COVID-19 Pandemic Impacts on Behavioral and Emotional Health of Young Children with Autism


Objective To test our initial hypotheses that the COVID-19 pandemic was associated with: (1) decreases in adaptive behavior and increases in behavioral and emotional problems of children with autism; (2) greater impacts for those who lost specialty services; and (3) greater behavioral and emotional problems for children with autism versus control participants. Method Eligible participants (N=1,158) enrolled in Phase 3 of the multi-site, case-control Study to Explore Early Development (SEED) prior to March 31, 2020, between 2-5 years old and completed follow-up assessments between January-July 2021. Caregivers completed a COVID-19 Impact Assessment Questionnaire, Vineland Adaptive Behavior Scales (VABS), and Child Behavior Checklist (CBCL) for 274 children with autism and 385 control participants. Results Mean VABS communication scores of children with autism decreased significantly (-4.2; standard deviation [SD], 10.5) between pre-pandemic and pandemic periods, while VABS composite (+2.0; SD, 9.0), daily living (+5.5; SD, 11.4), socialization (+2.3; SD, 10.0), and CBCL scores (-3.2; SD, 8.4) improved.
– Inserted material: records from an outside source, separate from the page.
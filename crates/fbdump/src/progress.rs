//! Periodic progress reporting with a rate measured since the last report.

use std::time::Instant;

use tracing::info;

/// Emits an `info!` event every `every` units of work.
#[derive(Debug)]
pub struct Progress {
    label: &'static str,
    every: u64,
    last_count: u64,
    last_report: Instant,
}

impl Progress {
    /// `every == 0` disables reporting.
    pub fn new(label: &'static str, every: u64) -> Self {
        Self {
            label,
            every,
            last_count: 0,
            last_report: Instant::now(),
        }
    }

    /// Record the running total. Returns the rate (units per second since
    /// the previous report) when a report was emitted.
    pub fn tick(&mut self, count: u64) -> Option<f64> {
        if self.every == 0 || count == 0 || count % self.every != 0 || count == self.last_count {
            return None;
        }
        let elapsed = self.last_report.elapsed().as_secs_f64();
        let done = count - self.last_count;
        let rate = if elapsed > 0.0 { done as f64 / elapsed } else { done as f64 };
        info!("{}: {} ({:.0}/s)", self.label, count, rate);
        self.last_count = count;
        self.last_report = Instant::now();
        Some(rate)
    }
}

/// Average rate over a whole run, rounded down.
pub fn per_second(count: u64, seconds: f64) -> i64 {
    if seconds > 0.0 {
        (count as f64 / seconds) as i64
    } else {
        count as i64
    }
}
In contrast, CBCL scores worsened in population control participants (+3.4; SD, 8.8). Children with autism who missed specialty appointments scored significantly lower on the VABS during the pandemic versus those who did not (VABS Composite 70.6; 95% confidence interval [CI]: 68.8-72.4 vs. 74.5; 95% CI: 71.8-77.2). Conclusion While stay-at-home policies of the pandemic may have beneficially impacted daily living skills, socialization, and behavioral and emotional wellbeing of children with autism, benefits may have occurred at the cost of communication skills. These findings indicate the need for strategies to maintain therapeutic services in future emergency settings.